Article: AMD's Mobile Strategy
By: Brett (ggtgp.delete@this.yahoo.com), December 29, 2011 9:53 pm
Room: Moderated Discussions
Bill Henkel (noemail@yahoo.com) on 12/29/11 wrote:
---------------------------
>gallier2 on 12/20/11 wrote:
>> good enough is the worst brake in CPU developement
>
>There are always people with bigger problems or less patience, even though this
>isn't true in your particular case. I think the real problem for both AMD and Intel
>is that their new processors don't make most existing software run any faster.
>Also, for the first time ever, the latest version of Windows doesn't use more resources than its predecessor.
Windows 8 is being designed to be responsive on LESS powerful ARM CPU's.
The bloatware era is over, the top 10 requested features in Office by users are actually part of Office, people just can't find or figure out that the features they want are already in the product.
>Doug Siebert on 12/20/11 wrote:
>> Basically your option is a total gamble,
>> and unless everything went exactly
>> according to plan, and Intel was not able
>> to use their process generation and cash
>> advantage to take back the performance
>> lead, AMD would be bankrupt before they
>> could get another design out the door.
>
>Is making low-profit bargain bin chips a better strategy? AMD's products need
>differentiation from Intel's products that some group of customers will pay extra
>for. For mobile processors, a differentiator could be a high-quality low-power
>H.264 encoder. For desktops and workstations, a differentiator could be higher
>single thread performance rather than more cores per socket (e.g. a 6 GHz dual-core
>water-cooled processor). Another differentiator could be larger caches (e.g. 256
>MBytes of L4 cache on the processor socket). Another differentiator could be enabling
>3rd-party innovation by making the cache-coherency protocol on the HyperTransport
>bus publically available and royalty-free.
>
>Intel is adding more cores per socket so I think AMD should focus on single thread
>performance. If Intel was focused on single thread performance, then AMD should
>focus on more threads per socket. This is more profitable than trying to make a
>cheaper version of whatever Intel makes, especially when AMD's version just has a lower price, not a lower cost.
AMD's differentiation is graphics, half the Liano die is graphics and the CPU will continue to shrink in die share.
CPU tech has hit a brick wall, and most users do not need more than 4 threads. The CPU no longer matters as much, the war is moving to graphics, and AMD has better graphics.

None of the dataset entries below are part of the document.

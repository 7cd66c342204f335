//! Traversal of a paginated result set.
//!
//! The page selector only renders a window of page-number links at a time
//! (five on ALEPE). The [`Paginator`] visits the links of the visible window
//! one by one, then activates the advance control to reveal the next window,
//! until every page has been read.

use crate::error::{Result, ScanError};
use crate::parser::{self, ResultParser, PAGINATION_CONTAINER};
use crate::wait::wait_until;
use decree_browser::{BrowserActions, BrowserError};
use decree_core::{Decree, SearchConfig};
use url::Url;

/// Control revealing the next window of page links.
const NEXT_WINDOW_LINK: &str = "#lbtnProx";

/// Traversal state between two browser interactions.
#[derive(Debug, Clone, Copy, PartialEq, Eq)]
enum Traversal {
    /// Visiting page links of the current window; `remaining` links left.
    WithinWindow { remaining: u32 },
    /// Window exhausted, trying to reveal the next one.
    AdvancingWindow,
    Done,
}

/// Walks every result page of a search and collects its decrees.
pub struct Paginator<'a, B: ?Sized> {
    browser: &'a B,
    config: &'a SearchConfig,
    parser: ResultParser,
}

impl<'a, B> Paginator<'a, B>
where
    B: BrowserActions + ?Sized,
{
    /// Create a paginator for a search already submitted in `browser`.
    pub fn new(browser: &'a B, config: &'a SearchConfig) -> Result<Self> {
        let base_url = Url::parse(&config.base_url).map_err(|e| ScanError::InvalidUrl {
            url: config.base_url.clone(),
            reason: e.to_string(),
        })?;

        Ok(Self {
            browser,
            config,
            parser: ResultParser::new(base_url),
        })
    }

    /// Read all `total_pages` pages, returning decrees in page then row order.
    ///
    /// A page whose link is not rendered is skipped. A page or window that
    /// never becomes active aborts the traversal with `ScanError::Timeout`.
    pub async fn scrape_all_pages(&self, total_pages: u32) -> Result<Vec<Decree>> {
        let window_size = self.config.window_size;
        let mut decrees = Vec::new();
        let mut current_page = 0;
        let mut state = Traversal::WithinWindow {
            remaining: window_size,
        };

        loop {
            state = match state {
                Traversal::WithinWindow { remaining: 0 } => Traversal::AdvancingWindow,
                Traversal::WithinWindow { remaining } => {
                    current_page += 1;
                    if current_page > total_pages {
                        Traversal::Done
                    } else {
                        if total_pages == 1 || self.activate_page(current_page).await? {
                            self.read_page(current_page, &mut decrees).await?;
                        } else {
                            tracing::warn!("Link for page {} not rendered, skipping", current_page);
                        }
                        Traversal::WithinWindow {
                            remaining: remaining - 1,
                        }
                    }
                }
                Traversal::AdvancingWindow => {
                    if current_page < total_pages && self.advance_window().await? {
                        Traversal::WithinWindow {
                            remaining: window_size,
                        }
                    } else {
                        Traversal::Done
                    }
                }
                Traversal::Done => {
                    tracing::info!(
                        "Collected {} decrees from {} page(s)",
                        decrees.len(),
                        total_pages
                    );
                    return Ok(decrees);
                }
            };
        }
    }

    /// Click the link of `page` and wait until it is reported active.
    ///
    /// Returns `false` when the link is not part of the rendered window.
    async fn activate_page(&self, page: u32) -> Result<bool> {
        let label = page.to_string();
        if !self
            .browser
            .click_link_with_text(PAGINATION_CONTAINER, &label)
            .await?
        {
            return Ok(false);
        }

        wait_until(
            self.browser,
            &format!("page {page} to become active"),
            self.config.wait_timeout(),
            self.config.poll_interval(),
            |html| parser::is_page_active(html, page),
        )
        .await?;
        Ok(true)
    }

    /// Reveal the next window of page links.
    ///
    /// Returns `false` when there is no advance control.
    async fn advance_window(&self) -> Result<bool> {
        match self.browser.click(NEXT_WINDOW_LINK).await {
            Ok(()) => {}
            Err(BrowserError::SelectorNotFound(_)) => {
                tracing::debug!("No further page window");
                return Ok(false);
            }
            Err(e) => return Err(e.into()),
        }

        wait_until(
            self.browser,
            "next page window to become active",
            self.config.wait_timeout(),
            self.config.poll_interval(),
            parser::is_first_of_window_active,
        )
        .await?;
        Ok(true)
    }

    async fn read_page(&self, page: u32, decrees: &mut Vec<Decree>) -> Result<()> {
        let html = self.browser.content().await?;
        let rows = self.parser.parse(&html);
        tracing::debug!("Page {}: {} decrees", page, rows.len());
        decrees.extend(rows);
        Ok(())
    }
}
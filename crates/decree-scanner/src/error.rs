use std::time::Duration;
use thiserror::Error;

#[derive(Debug, Error)]
pub enum ScanError {
    #[error("Timed out after {waited:?} waiting for {condition}")]
    Timeout {
        condition: String,
        waited: Duration,
    },

    #[error("Unreadable result count: {0:?}")]
    ResultCount(String),

    #[error("HTTP {status} for {url}")]
    HttpStatus { url: String, status: u16 },

    #[error("Invalid URL {url}: {reason}")]
    InvalidUrl { url: String, reason: String },

    #[error("HTTP request failed: {0}")]
    Request(#[from] reqwest::Error),

    #[error("Browser error: {0}")]
    Browser(#[from] decree_browser::BrowserError),

    #[error("Serialization error: {0}")]
    Json(#[from] serde_json::Error),

    #[error("I/O error: {0}")]
    Io(#[from] std::io::Error),
}

pub type Result<T> = std::result::Result<T, ScanError>;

Intel pre-annouced that they would miss sales targets by a billion dollars, AMD pre-announced that they would meet sales targets.

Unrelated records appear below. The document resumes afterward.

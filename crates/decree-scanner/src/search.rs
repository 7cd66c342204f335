//! Search form setup and page-count derivation.

use crate::error::{Result, ScanError};
use crate::parser;
use crate::wait::wait_until;
use decree_browser::BrowserActions;
use decree_core::{DateRange, SearchConfig};

/// "Decreto" entry of the norm-type checklist.
const DECREE_TYPE_CHECKBOX: &str = "#cblTipoNorma_3";
/// Tab revealing the publication-date filter.
const PUBLICATION_TAB: &str = "#li-publicacao";
const START_DATE_INPUT: &str = "#tbxDataInicialPublicacao";
const END_DATE_INPUT: &str = "#tbxDataFinalPublicacao";
const SEARCH_BUTTON: &str = "#btnPesquisar";
const RESULT_COUNT_LABEL: &str = "#lblQtd";
const PAGE_SIZE_SELECT: &str = "#ddlTamPagina";

/// Number of result pages for `total` results.
///
/// Counts up to `single_page_limit` fit the default page; larger counts are
/// split into pages of `page_size`.
pub fn total_pages(total: u32, page_size: u32, single_page_limit: u32) -> u32 {
    if total <= single_page_limit {
        1
    } else {
        total.div_ceil(page_size)
    }
}

/// Parse the reported result count, tolerating thousands separators.
pub fn parse_result_count(text: &str) -> Result<u32> {
    let digits: String = text.trim().chars().filter(|c| *c != '.').collect();
    digits
        .parse()
        .map_err(|_| ScanError::ResultCount(text.to_string()))
}

/// Open the advanced search, restrict it to decrees published in `range` and submit.
pub async fn setup_search<B>(browser: &B, config: &SearchConfig, range: &DateRange) -> Result<()>
where
    B: BrowserActions + ?Sized,
{
    tracing::info!("Searching decrees published {}", range);

    browser.navigate(&config.search_url()).await?;
    browser.click(DECREE_TYPE_CHECKBOX).await?;
    browser.click(PUBLICATION_TAB).await?;
    browser
        .wait_for_selector(START_DATE_INPUT, timeout_ms(config))
        .await?;

    browser
        .fill_field(START_DATE_INPUT, &range.start_label())
        .await?;
    browser.fill_field(END_DATE_INPUT, &range.end_label()).await?;
    browser.click(SEARCH_BUTTON).await?;
    Ok(())
}

/// Read the result count and switch to large pages when needed.
///
/// Returns the number of pages the pagination controller must visit.
pub async fn configure_page_size<B>(browser: &B, config: &SearchConfig) -> Result<u32>
where
    B: BrowserActions + ?Sized,
{
    browser
        .wait_for_selector(RESULT_COUNT_LABEL, timeout_ms(config))
        .await?;
    let label = browser
        .extract_text(RESULT_COUNT_LABEL)
        .await?
        .unwrap_or_default();
    let total = parse_result_count(&label)?;
    let pages = total_pages(total, config.page_size, config.single_page_limit);
    tracing::info!("Search reported {} decrees over {} page(s)", total, pages);

    if total > config.single_page_limit {
        browser
            .select_value(PAGE_SIZE_SELECT, &config.page_size.to_string())
            .await?;
        let expected_rows = usize::try_from(total.min(config.page_size)).unwrap_or(usize::MAX);
        wait_until(
            browser,
            "results table to render the selected page size",
            config.wait_timeout(),
            config.poll_interval(),
            |html| parser::result_row_count(html) >= expected_rows,
        )
        .await?;
    }

    Ok(pages)
}

fn timeout_ms(config: &SearchConfig) -> u64 {
    config.wait_timeout_secs.saturating_mul(1000)
}

#[cfg(test)]
mod tests {
    use super::*;

    #[test]
    fn test_total_pages_single_page() {
        assert_eq!(total_pages(0, 200, 100), 1);
        assert_eq!(total_pages(57, 200, 100), 1);
        assert_eq!(total_pages(100, 200, 100), 1);
    }

    #[test]
    fn test_total_pages_rounds_up() {
        assert_eq!(total_pages(101, 200, 100), 1);
        assert_eq!(total_pages(200, 200, 100), 1);
        assert_eq!(total_pages(201, 200, 100), 2);
        assert_eq!(total_pages(450, 200, 100), 3);
        assert_eq!(total_pages(1000, 200, 100), 5);
    }

    #[test]
    fn test_parse_result_count() {
        assert_eq!(parse_result_count(" 450 ").expect("valid count"), 450);
        assert_eq!(parse_result_count("1.204").expect("valid count"), 1204);
        assert!(matches!(
            parse_result_count("nenhum"),
            Err(ScanError::ResultCount(_))
        ));
    }
}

AMD's CPU's suck compared to Intel's, if CPU's mattered this would not have happened.
---------------------------
>gallier2 on 12/20/11 wrote:
>> good enough is the worst brake in CPU developement
>
>There are always people with bigger problems or less patience, even though this
>isn't true in your particular case. I think the real problem for both AMD and Intel
>is that their new processors don't make most existing software run any faster.
>Also, for the first time ever, the latest version of Windows doesn't use more resources than its predecessor.
Windows 8 is being designed to be responsive on LESS powerful ARM CPU's.
The bloatware era is over, the top 10 requested features in Office by users are actually part of Office, people just can't find or figure out that the features they want are already in the product.
>Doug Siebert on 12/20/11 wrote:
>> Basically your option is a total gamble,
>> and unless everything went exactly
>> according to plan, and Intel was not able
>> to use their process generation and cash
>> advantage to take back the performance
>> lead, AMD would be bankrupt before they
>> could get another design out the door.
>
>Is making low-profit bargain bin chips a better strategy? AMD's products need
>differentiation from Intel's products that some group of customers will pay extra
>for. For mobile processors, a differentiator could be a high-quality low-power
>H.264 encoder. For desktops and workstations, a differentiator could be higher
>single thread performance rather than more cores per socket (e.g. a 6 GHz dual-core
>water-cooled processor). Another differentiator could be larger caches (e.g. 256
>MBytes of L4 cache on the processor socket). Another differentiator could be enabling
>3rd-party innovation by making the cache-coherency protocol on the HyperTransport
>bus publically available and royalty-free.
>
>Intel is adding more cores per socket so I think AMD should focus on single thread
>performance. If Intel was focused on single thread performance, then AMD should
>focus on more threads per socket. This is more profitable than trying to make a
>cheaper version of whatever Intel makes, especially when AMD's version just has a lower price, not a lower cost.
AMD's differentiation is graphics, half the Liano die is graphics and the CPU will continue to shrink in die share.
CPU tech has hit a brick wall, and most users do not need more than 4 threads. The CPU no longer matters as much, the war is moving to graphics, and AMD has better graphics.
Intel pre-annouced that they would miss sales targets by a billion dollars, AMD pre-announced that they would meet sales targets.
AMD's CPU's suck compared to Intel's, if CPU's mattered this would not have happened.